[TASK GOAL]:
Please count how many lines of the data include the word "GatewayError". Give only that number in reply.

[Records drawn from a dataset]
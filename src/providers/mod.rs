//! Upstream API clients.
//!
//! The gateway core only depends on [`UpstreamFetcher`](crate::traits::UpstreamFetcher);
//! this module holds the concrete HTTP implementation.

pub mod jikan;

pub use jikan::JikanClient;
//! Per-subject search parameters.
//!
//! Each subject has a closed set of fields. Both flatten into the same
//! [`SearchQuery`] shape so canonicalization, hotness tracking and caching
//! never need to know which subject they are dealing with.

use std::collections::BTreeMap;

use serde::{Deserialize, Serialize};

use super::filter::{AnimeStatus, AnimeType, MangaStatus, MangaType, OrderBy, Rating, SortOrder};
use super::request::Subject;
use super::validation;
use crate::Result;

/// Search parameters for `GET /anime`.
#[derive(Debug, Clone, PartialEq, Serialize, Deserialize)]
#[serde(default)]
pub struct AnimeParams {
    #[serde(rename = "type", skip_serializing_if = "Option::is_none")]
    pub kind: Option<AnimeType>,
    #[serde(skip_serializing_if = "Option::is_none")]
    pub order_by: Option<OrderBy>,
    #[serde(skip_serializing_if = "Option::is_none")]
    pub sort: Option<SortOrder>,
    #[serde(skip_serializing_if = "Option::is_none")]
    pub status: Option<AnimeStatus>,
    pub sfw: bool,
    #[serde(skip_serializing_if = "Option::is_none")]
    pub min_score: Option<f64>,
    #[serde(skip_serializing_if = "Option::is_none")]
    pub max_score: Option<f64>,
    /// `YYYY-MM-DD`
    #[serde(skip_serializing_if = "Option::is_none")]
    pub start_date: Option<String>,
    /// `YYYY-MM-DD`
    #[serde(skip_serializing_if = "Option::is_none")]
    pub end_date: Option<String>,
    /// Genre names, resolved to upstream ids before the request is sent.
    #[serde(skip_serializing_if = "Vec::is_empty")]
    pub genres: Vec<String>,
    #[serde(skip_serializing_if = "Option::is_none")]
    pub rating: Option<Rating>,
    #[serde(skip_serializing_if = "Option::is_none")]
    pub q: Option<String>,
    #[serde(skip_serializing_if = "Option::is_none")]
    pub page: Option<u32>,
    #[serde(skip_serializing_if = "Option::is_none")]
    pub limit: Option<u32>,
}

impl Default for AnimeParams {
    fn default() -> Self {
        Self {
            kind: None,
            order_by: None,
            sort: None,
            status: None,
            sfw: true,
            min_score: None,
            max_score: None,
            start_date: None,
            end_date: None,
            genres: Vec::new(),
            rating: None,
            q: None,
            page: None,
            limit: None,
        }
    }
}

impl AnimeParams {
    pub fn new() -> Self {
        Self::default()
    }

    pub fn kind(mut self, kind: AnimeType) -> Self {
        self.kind = Some(kind);
        self
    }

    pub fn order_by(mut self, order_by: OrderBy) -> Self {
        self.order_by = Some(order_by);
        self
    }

    pub fn sort(mut self, sort: SortOrder) -> Self {
        self.sort = Some(sort);
        self
    }

    pub fn status(mut self, status: AnimeStatus) -> Self {
        self.status = Some(status);
        self
    }

    pub fn sfw(mut self, sfw: bool) -> Self {
        self.sfw = sfw;
        self
    }

    pub fn score_range(mut self, min: Option<f64>, max: Option<f64>) -> Self {
        self.min_score = min;
        self.max_score = max;
        self
    }

    pub fn genre(mut self, genre: impl Into<String>) -> Self {
        self.genres.push(genre.into());
        self
    }

    pub fn rating(mut self, rating: Rating) -> Self {
        self.rating = Some(rating);
        self
    }

    pub fn query(mut self, q: impl Into<String>) -> Self {
        self.q = Some(q.into());
        self
    }

    /// Check the few constraints the upstream would otherwise reject.
    pub fn validate(&self) -> Result<()> {
        if matches!(self.order_by, Some(OrderBy::Chapters | OrderBy::Volumes)) {
            return Err(crate::GatewayError::Validation(format!(
                "order_by '{}' is not available for anime",
                self.order_by.map(|o| o.as_str()).unwrap_or_default()
            )));
        }
        validation::check_scores(self.min_score, self.max_score)?;
        validation::check_dates(self.start_date.as_deref(), self.end_date.as_deref())?;
        validation::check_paging(self.page, self.limit)
    }

    pub(crate) fn to_query(&self) -> SearchQuery {
        let mut query = SearchQuery::new(Subject::Anime);
        query.push("type", self.kind.map(|k| k.as_str()));
        query.push("rating", self.rating.map(|r| r.as_str()));
        query.push("status", self.status.map(|s| s.as_str()));
        query.push_common(
            self.order_by,
            self.sort,
            self.sfw,
            self.min_score,
            self.max_score,
            self.start_date.as_deref(),
            self.end_date.as_deref(),
            self.q.as_deref(),
            self.page,
            self.limit,
        );
        query.genres = self.genres.clone();
        query
    }
}

/// Search parameters for `GET /manga`.
#[derive(Debug, Clone, PartialEq, Serialize, Deserialize)]
#[serde(default)]
pub struct MangaParams {
    #[serde(rename = "type", skip_serializing_if = "Option::is_none")]
    pub kind: Option<MangaType>,
    #[serde(skip_serializing_if = "Option::is_none")]
    pub order_by: Option<OrderBy>,
    #[serde(skip_serializing_if = "Option::is_none")]
    pub sort: Option<SortOrder>,
    #[serde(skip_serializing_if = "Option::is_none")]
    pub status: Option<MangaStatus>,
    pub sfw: bool,
    #[serde(skip_serializing_if = "Option::is_none")]
    pub min_score: Option<f64>,
    #[serde(skip_serializing_if = "Option::is_none")]
    pub max_score: Option<f64>,
    #[serde(skip_serializing_if = "Option::is_none")]
    pub start_date: Option<String>,
    #[serde(skip_serializing_if = "Option::is_none")]
    pub end_date: Option<String>,
    #[serde(skip_serializing_if = "Vec::is_empty")]
    pub genres: Vec<String>,
    #[serde(skip_serializing_if = "Option::is_none")]
    pub q: Option<String>,
    #[serde(skip_serializing_if = "Option::is_none")]
    pub page: Option<u32>,
    #[serde(skip_serializing_if = "Option::is_none")]
    pub limit: Option<u32>,
}

impl Default for MangaParams {
    fn default() -> Self {
        Self {
            kind: None,
            order_by: None,
            sort: None,
            status: None,
            sfw: true,
            min_score: None,
            max_score: None,
            start_date: None,
            end_date: None,
            genres: Vec::new(),
            q: None,
            page: None,
            limit: None,
        }
    }
}

impl MangaParams {
    pub fn new() -> Self {
        Self::default()
    }

    pub fn kind(mut self, kind: MangaType) -> Self {
        self.kind = Some(kind);
        self
    }

    pub fn order_by(mut self, order_by: OrderBy) -> Self {
        self.order_by = Some(order_by);
        self
    }

    pub fn sort(mut self, sort: SortOrder) -> Self {
        self.sort = Some(sort);
        self
    }

    pub fn status(mut self, status: MangaStatus) -> Self {
        self.status = Some(status);
        self
    }

    pub fn sfw(mut self, sfw: bool) -> Self {
        self.sfw = sfw;
        self
    }

    pub fn score_range(mut self, min: Option<f64>, max: Option<f64>) -> Self {
        self.min_score = min;
        self.max_score = max;
        self
    }

    pub fn genre(mut self, genre: impl Into<String>) -> Self {
        self.genres.push(genre.into());
        self
    }

    pub fn query(mut self, q: impl Into<String>) -> Self {
        self.q = Some(q.into());
        self
    }

    pub fn validate(&self) -> Result<()> {
        if self.order_by == Some(OrderBy::Episodes) {
            return Err(crate::GatewayError::Validation(
                "order_by 'episodes' is not available for manga".to_string(),
            ));
        }
        validation::check_scores(self.min_score, self.max_score)?;
        validation::check_dates(self.start_date.as_deref(), self.end_date.as_deref())?;
        validation::check_paging(self.page, self.limit)
    }

    pub(crate) fn to_query(&self) -> SearchQuery {
        let mut query = SearchQuery::new(Subject::Manga);
        query.push("type", self.kind.map(|k| k.as_str()));
        query.push("status", self.status.map(|s| s.as_str()));
        query.push_common(
            self.order_by,
            self.sort,
            self.sfw,
            self.min_score,
            self.max_score,
            self.start_date.as_deref(),
            self.end_date.as_deref(),
            self.q.as_deref(),
            self.page,
            self.limit,
        );
        query.genres = self.genres.clone();
        query
    }
}

/// A subject-agnostic view of a request: set query parameters plus the
/// still-unresolved genre labels.
#[derive(Debug, Clone, PartialEq)]
pub struct SearchQuery {
    pub subject: Subject,
    /// Set parameters only; unset fields never appear.
    pub params: BTreeMap<String, String>,
    pub genres: Vec<String>,
}

impl SearchQuery {
    fn new(subject: Subject) -> Self {
        Self {
            subject,
            params: BTreeMap::new(),
            genres: Vec::new(),
        }
    }

    fn push(&mut self, name: &str, value: Option<impl ToString>) {
        if let Some(value) = value {
            self.params.insert(name.to_string(), value.to_string());
        }
    }

    #[allow(clippy::too_many_arguments)]
    fn push_common(
        &mut self,
        order_by: Option<OrderBy>,
        sort: Option<SortOrder>,
        sfw: bool,
        min_score: Option<f64>,
        max_score: Option<f64>,
        start_date: Option<&str>,
        end_date: Option<&str>,
        q: Option<&str>,
        page: Option<u32>,
        limit: Option<u32>,
    ) {
        self.push("order_by", order_by.map(|o| o.as_str()));
        self.push("sort", sort.map(|s| s.as_str()));
        self.push("sfw", Some(sfw));
        self.push("min_score", min_score);
        self.push("max_score", max_score);
        self.push("start_date", start_date);
        self.push("end_date", end_date);
        self.push("q", q);
        self.push("page", page);
        self.push("limit", limit);
    }
}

[ANSWER FOR THIS EXERCISE]:
2